Start of Block

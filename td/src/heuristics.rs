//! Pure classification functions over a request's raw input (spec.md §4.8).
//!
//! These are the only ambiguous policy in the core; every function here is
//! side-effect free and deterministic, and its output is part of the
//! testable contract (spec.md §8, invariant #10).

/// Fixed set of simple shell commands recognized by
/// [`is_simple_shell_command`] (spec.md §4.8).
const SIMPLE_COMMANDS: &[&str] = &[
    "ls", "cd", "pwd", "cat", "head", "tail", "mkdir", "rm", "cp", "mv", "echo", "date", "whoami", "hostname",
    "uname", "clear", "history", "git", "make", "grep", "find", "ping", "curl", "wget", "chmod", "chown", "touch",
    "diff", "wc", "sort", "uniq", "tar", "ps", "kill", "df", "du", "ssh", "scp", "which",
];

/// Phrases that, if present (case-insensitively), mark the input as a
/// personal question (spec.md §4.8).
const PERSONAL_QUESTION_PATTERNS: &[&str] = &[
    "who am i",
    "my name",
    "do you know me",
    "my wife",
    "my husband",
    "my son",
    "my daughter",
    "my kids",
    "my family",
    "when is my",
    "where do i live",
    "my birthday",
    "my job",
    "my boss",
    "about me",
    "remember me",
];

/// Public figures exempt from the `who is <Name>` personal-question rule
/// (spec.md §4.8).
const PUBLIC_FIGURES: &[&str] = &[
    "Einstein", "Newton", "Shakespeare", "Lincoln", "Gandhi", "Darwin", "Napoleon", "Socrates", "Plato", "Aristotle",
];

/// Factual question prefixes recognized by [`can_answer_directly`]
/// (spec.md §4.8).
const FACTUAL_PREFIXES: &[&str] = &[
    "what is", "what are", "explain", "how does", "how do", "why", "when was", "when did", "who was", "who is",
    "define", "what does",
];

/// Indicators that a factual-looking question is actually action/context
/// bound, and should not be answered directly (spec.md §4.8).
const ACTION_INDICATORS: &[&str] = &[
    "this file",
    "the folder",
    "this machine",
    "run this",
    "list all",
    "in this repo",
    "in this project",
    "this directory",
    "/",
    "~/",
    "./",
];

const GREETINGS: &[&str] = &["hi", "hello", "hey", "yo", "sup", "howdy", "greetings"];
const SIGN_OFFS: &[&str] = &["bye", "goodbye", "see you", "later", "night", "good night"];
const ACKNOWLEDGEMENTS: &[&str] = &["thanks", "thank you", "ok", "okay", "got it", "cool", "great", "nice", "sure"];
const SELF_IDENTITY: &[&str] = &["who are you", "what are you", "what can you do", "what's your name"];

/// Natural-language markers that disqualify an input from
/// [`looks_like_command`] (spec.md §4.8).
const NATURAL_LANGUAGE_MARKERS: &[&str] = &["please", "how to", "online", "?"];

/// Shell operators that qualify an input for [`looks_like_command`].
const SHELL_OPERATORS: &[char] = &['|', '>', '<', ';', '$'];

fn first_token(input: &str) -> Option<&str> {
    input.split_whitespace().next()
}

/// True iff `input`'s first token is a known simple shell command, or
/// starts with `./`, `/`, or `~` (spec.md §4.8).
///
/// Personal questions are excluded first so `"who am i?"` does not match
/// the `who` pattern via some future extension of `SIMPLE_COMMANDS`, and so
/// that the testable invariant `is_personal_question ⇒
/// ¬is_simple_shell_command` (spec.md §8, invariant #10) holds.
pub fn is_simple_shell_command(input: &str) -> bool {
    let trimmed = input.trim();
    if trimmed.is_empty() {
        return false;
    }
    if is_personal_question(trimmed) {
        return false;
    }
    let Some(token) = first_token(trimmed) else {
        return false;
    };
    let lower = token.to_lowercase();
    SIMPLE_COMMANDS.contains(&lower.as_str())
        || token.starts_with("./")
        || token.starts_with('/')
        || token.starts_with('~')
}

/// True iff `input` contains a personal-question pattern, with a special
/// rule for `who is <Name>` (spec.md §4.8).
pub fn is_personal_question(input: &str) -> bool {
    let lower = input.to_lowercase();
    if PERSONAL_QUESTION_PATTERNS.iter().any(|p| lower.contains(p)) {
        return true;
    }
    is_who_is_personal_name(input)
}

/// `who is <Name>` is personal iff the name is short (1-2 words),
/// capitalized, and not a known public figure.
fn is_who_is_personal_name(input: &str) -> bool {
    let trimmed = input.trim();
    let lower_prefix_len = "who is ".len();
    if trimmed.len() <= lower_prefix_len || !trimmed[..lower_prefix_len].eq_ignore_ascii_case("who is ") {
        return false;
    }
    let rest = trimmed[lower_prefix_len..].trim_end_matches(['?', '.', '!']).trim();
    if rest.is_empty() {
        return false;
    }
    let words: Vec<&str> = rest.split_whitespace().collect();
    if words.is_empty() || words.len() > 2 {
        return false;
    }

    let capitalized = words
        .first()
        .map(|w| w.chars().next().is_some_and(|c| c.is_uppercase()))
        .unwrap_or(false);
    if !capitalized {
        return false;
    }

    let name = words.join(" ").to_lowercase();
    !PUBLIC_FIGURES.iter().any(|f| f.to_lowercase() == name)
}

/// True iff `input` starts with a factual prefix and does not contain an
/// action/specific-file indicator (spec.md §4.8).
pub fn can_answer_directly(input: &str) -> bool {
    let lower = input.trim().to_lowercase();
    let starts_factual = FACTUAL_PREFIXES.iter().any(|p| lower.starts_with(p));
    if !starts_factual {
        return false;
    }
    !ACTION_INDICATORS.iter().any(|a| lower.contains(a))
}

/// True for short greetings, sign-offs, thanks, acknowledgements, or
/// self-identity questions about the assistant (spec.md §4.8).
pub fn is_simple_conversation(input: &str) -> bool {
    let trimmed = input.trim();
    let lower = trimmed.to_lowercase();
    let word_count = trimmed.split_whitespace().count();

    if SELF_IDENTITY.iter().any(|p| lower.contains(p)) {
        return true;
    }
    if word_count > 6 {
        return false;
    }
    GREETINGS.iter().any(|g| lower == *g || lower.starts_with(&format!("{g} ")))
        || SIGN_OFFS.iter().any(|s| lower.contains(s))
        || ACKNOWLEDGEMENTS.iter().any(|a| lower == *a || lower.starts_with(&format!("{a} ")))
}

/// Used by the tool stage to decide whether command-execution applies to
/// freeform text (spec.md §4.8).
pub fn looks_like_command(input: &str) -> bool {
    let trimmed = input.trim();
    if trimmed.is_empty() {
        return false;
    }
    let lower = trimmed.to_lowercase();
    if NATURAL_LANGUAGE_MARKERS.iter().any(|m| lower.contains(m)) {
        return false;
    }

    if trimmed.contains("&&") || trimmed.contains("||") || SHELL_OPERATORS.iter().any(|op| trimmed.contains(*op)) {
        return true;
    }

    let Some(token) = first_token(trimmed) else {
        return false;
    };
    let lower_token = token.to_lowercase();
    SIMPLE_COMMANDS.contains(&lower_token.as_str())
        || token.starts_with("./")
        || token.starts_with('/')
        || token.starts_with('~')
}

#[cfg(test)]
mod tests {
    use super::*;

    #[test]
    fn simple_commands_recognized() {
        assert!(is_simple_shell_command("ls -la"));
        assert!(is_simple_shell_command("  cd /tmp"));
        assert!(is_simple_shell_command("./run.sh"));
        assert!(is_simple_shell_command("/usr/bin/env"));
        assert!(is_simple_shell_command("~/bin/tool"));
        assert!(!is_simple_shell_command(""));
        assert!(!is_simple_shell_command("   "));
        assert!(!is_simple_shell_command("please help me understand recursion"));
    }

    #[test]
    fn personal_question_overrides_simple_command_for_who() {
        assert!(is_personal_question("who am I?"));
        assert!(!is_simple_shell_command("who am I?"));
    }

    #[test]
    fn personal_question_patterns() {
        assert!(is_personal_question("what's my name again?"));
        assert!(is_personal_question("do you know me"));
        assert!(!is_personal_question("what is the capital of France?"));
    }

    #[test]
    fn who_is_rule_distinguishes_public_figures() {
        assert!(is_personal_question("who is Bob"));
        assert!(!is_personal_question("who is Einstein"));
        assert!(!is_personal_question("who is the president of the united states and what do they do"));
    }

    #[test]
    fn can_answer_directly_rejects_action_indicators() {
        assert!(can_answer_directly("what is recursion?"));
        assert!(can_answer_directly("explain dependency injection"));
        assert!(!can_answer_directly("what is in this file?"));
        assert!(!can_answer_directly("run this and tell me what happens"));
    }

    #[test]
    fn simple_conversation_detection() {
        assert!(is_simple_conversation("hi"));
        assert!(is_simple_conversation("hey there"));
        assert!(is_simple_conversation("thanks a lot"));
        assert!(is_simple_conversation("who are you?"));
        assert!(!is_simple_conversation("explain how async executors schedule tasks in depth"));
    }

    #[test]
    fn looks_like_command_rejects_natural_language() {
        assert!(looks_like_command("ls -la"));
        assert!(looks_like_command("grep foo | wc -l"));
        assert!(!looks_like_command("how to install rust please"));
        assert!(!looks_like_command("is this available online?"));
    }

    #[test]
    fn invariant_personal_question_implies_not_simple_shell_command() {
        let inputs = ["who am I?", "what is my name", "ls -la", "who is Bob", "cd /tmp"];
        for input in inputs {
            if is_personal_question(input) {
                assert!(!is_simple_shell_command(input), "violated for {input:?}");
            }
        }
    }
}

End of Block

# TASK DESCRIPTION
Return each line of the data where the word "rest" appears.

# SOLUTION TO THIS PROBLEM
    let rest = trimmed[lower_prefix_len..].trim_end_matches(['?', '.', '!']).trim();
    if rest.is_empty() {
    let words: Vec<&str> = rest.split_whitespace().collect();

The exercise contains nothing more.